Echte Leben, echte Texte
KitschKrieg und die mediale Moderne von Christian WiebeKitschKrieg und die mediale Moderne
Die Veröffentlichung des ersten Albums des Hiphop-Produzenteams KitschKrieg im vergangenen Sommer hat für eine gewisse Aufregung gesorgt, aber von einem Skandal wird man nicht sprechen wollen. Foucault, Butler und Nietzsche konnten diesmal liegenbleiben; Cancel Culture, die Freiheit von Meinung und Kunst, Backlash und Ressentiment standen als Schlagworte jeweils bereit, aber warfen nur ihre Schatten auf eine Kritik, die in vielen ähnlichen Fällen bisweilen als ratlos bezeichnet werden könnte. Ratlos, weil sie zu den Phänomenen selbst oft wenig zu sagen hat, sondern jede künstlerische Äußerung so bereitwillig einer theoretischen Vorannahme unterwirft, dass man »Meinungsfreiheit« oder »struktureller Rassismus« fast nicht mehr auszusprechen braucht – es wissen ohnehin alle, was gemeint ist.

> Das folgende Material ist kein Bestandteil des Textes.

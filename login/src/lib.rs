//! Google OAuth credentials for docshare.
//!
//! [`TokenSource`] caches credentials on disk, refreshes them before they
//! expire, and falls back to the interactive consent flow when refreshing
//! is impossible. [`AuthorizedTransport`] plugs it into the Drive client.

mod oauth;
mod storage;
mod token_source;
mod transport;

pub use oauth::AuthError;
pub use oauth::CLIENT_ID_ENV_VAR;
pub use oauth::CLIENT_SECRET_ENV_VAR;
pub use oauth::OAuthClient;
pub use oauth::OAuthConfig;
pub use oauth::OOB_REDIRECT_URI;
pub use oauth::SCOPE_DRIVE;
pub use oauth::TokenResponse;
pub use storage::EXPIRY_BUFFER_SECS;
pub use storage::StorageError;
pub use storage::StoredToken;
pub use storage::TokenStorage;
pub use token_source::AuthorizationPrompt;
pub use token_source::StdinPrompt;
pub use token_source::TokenSource;
pub use transport::AuthorizedTransport;
use docshare_async_utils::CancelErr;
use thiserror::Error;

use crate::classify::ApiError;

pub type Result<T> = std::result::Result<T, SyncError>;

/// The request never produced an HTTP response.
#[derive(Debug, Error)]
pub enum TransportError {
    #[error("request failed: {0}")]
    Http(#[from] reqwest::Error),

    /// No credential could be attached to the request.
    #[error("credentials unavailable: {0}")]
    Credentials(String),
}

#[derive(Debug, Error)]
pub enum SyncError {
    /// Local dispatch failure. Never retried.
    #[error(transparent)]
    Transport(#[from] TransportError),

    /// Terminal remote failure.
    #[error(transparent)]
    Api(ApiError),

    /// A listed permission matched but carried no ID.
    #[error("no permission ID for {email}")]
    MissingPermissionId { email: String },

    #[error("malformed response: {0}")]
    MalformedResponse(String),

    #[error("{reason} after {attempts} attempt(s)")]
    Cancelled { reason: CancelErr, attempts: u32 },

    #[error("invalid request: {0}")]
    InvalidRequest(String),

    /// The worker running this document's task did not finish normally.
    #[error("task aborted: {0}")]
    TaskAborted(String),
}

impl SyncError {
    pub fn is_cancelled(&self) -> bool {
        matches!(self, Self::Cancelled { .. })
    }
}

impl From<ApiError> for SyncError {
    fn from(err: ApiError) -> Self {
        Self::Api(err)
    }
}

Dass Differenzierung nötig ist, wie zu Recht von »beiden« Seiten eingefordert wird, führt oftmals bloß zu einer Litanei der Selbstverständlichkeiten. Also: Bestimmte Dinge, die Künstler tun, sind verabscheuungswürdig und sogar strafbar; bestimmten Aussagen von Künstlern sollte unbedingt widersprochen werden; die Freiheit von Kunst darf nicht eingeschränkt oder untergraben werden usw. usf. Das kann man alles unterschreiben, aber Differenzierung könnte sogar bedeuten, die künstlerischen Erzeugnisse einmal zu beschreiben, offener zu fragen, in welcher Weise dort beispielsweise über Identität, Freiheit und Moral gesprochen – oder gerappt – wird. Das Album von KitschKrieg ist hier differenziert, und es lohnt sich, genau hinzusehen.